It’s a remarkable realization. We are all the stars of our own lives. We have our supporting casts filled with friends and families, maybe a foe or two, and then a whole world of incidental extras to our story. People behind the lit windows or sitting quiet on a shared bus or in some far off country. When we pause, we realize that they, too, have rich and complex stories filled with their own casts of characters. Their sorrows and joys are as real to them as ours to us.

Koenig has created a remarkable video to illustrate this notion of sonder. And his Dictionary of Obscure Sorrows is well worth your time. It is filled with profound insight and wonder.

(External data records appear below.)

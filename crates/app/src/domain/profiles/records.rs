//! Profile Records

use std::str::FromStr;

use crate::{
    domain::{departments::records::DepartmentId, status::Status},
    ids::TypedId,
};

/// Profile Id
pub type ProfileId = TypedId<ProfileRecord>;

/// Sub-department marker; sub-departments live outside this crate.
#[derive(Debug)]
pub struct SubDepartment;

/// Sub-department Id
pub type SubDepartmentId = TypedId<SubDepartment>;

/// Profile Menu Id
pub type ProfileMenuId = TypedId<ProfileMenuEntry>;

/// Profile Record
#[derive(Debug, Clone, PartialEq, Eq)]
pub struct ProfileRecord {
    pub id: ProfileId,
    pub name: String,
    pub status: Status,
    pub department_id: DepartmentId,
    pub sub_department_id: SubDepartmentId,
}

/// One active `profile_menu` row assigned to a profile.
#[derive(Debug, Clone, Copy, PartialEq, Eq)]
pub struct ProfileMenuEntry {
    pub id: ProfileMenuId,
    pub role_id: i64,
    pub user_menu_id: i64,
}

/// Profile description together with its active menu assignments.
#[derive(Debug, Clone, PartialEq, Eq)]
pub struct ProfileMenuDetails {
    pub profile_id: ProfileId,
    pub description: Option<String>,
    pub menus: Vec<ProfileMenuEntry>,
}

impl FromStr for ProfileMenuEntry {
    type Err = String;

    /// Parses one `id-role_id-user_menu_id` triple.
    fn from_str(s: &str) -> Result<Self, Self::Err> {
        let mut parts = s.trim().split('-').map(str::parse::<i64>);

        match (parts.next(), parts.next(), parts.next(), parts.next()) {
            (Some(Ok(id)), Some(Ok(role_id)), Some(Ok(user_menu_id)), None) => Ok(Self {
                id: ProfileMenuId::from_i64(id),
                role_id,
                user_menu_id,
            }),
            _ => Err(format!("malformed profile menu entry `{s}`")),
        }
    }
}

/// Splits the comma-joined aggregate produced by the profile menu detail query.
pub(crate) fn parse_menu_entries(aggregate: &str) -> Result<Vec<ProfileMenuEntry>, String> {
    aggregate
        .split(',')
        .filter(|entry| !entry.trim().is_empty())
        .map(str::parse)
        .collect()
}
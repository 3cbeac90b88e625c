use clap::Args;
use orgsetup_app::domain::{
    departments::{DepartmentsService, data::DepartmentSetup},
    status::Status,
};

use super::describe;

#[derive(Debug, Args)]
pub(crate) struct AddDepartmentArgs {
    /// Department name
    #[arg(long)]
    name: String,

    /// Department code
    #[arg(long)]
    code: String,

    /// Status flag (Y or N)
    #[arg(long, default_value = "Y")]
    status: Status,
}

pub(super) async fn execute(
    service: &dyn DepartmentsService,
    args: AddDepartmentArgs,
) -> Result<String, String> {
    let department = service
        .add_department(Some(DepartmentSetup {
            name: args.name,
            code: args.code,
            status: args.status,
        }))
        .await
        .map_err(|error| format!("failed to add department: {error}"))?;

    Ok(describe(&department))
}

But what to do with this realization, this feeling of sonder? It creates more than a passing fancy in us, doesn’t it? It leads to looking others in the eyes with respect rather than dismissing them as somehow lesser. It leads us to want to help ease their pain, as we realize that pain is as deep and biting as any we ourselves have felt, maybe even worse. It leads us to reevaluate our own centrality. Yes, we are central to our own stories, by virtue of our limited perspectives. But we don’t need to be bound in the fetters of our own subjectivity. We are central to our own stories, but not to the whole story, the world’s story, humanity’s story. There we are part of a vast cast of players, each at once both the star of their own story, and an extra in someone else’s.

Lead your children well.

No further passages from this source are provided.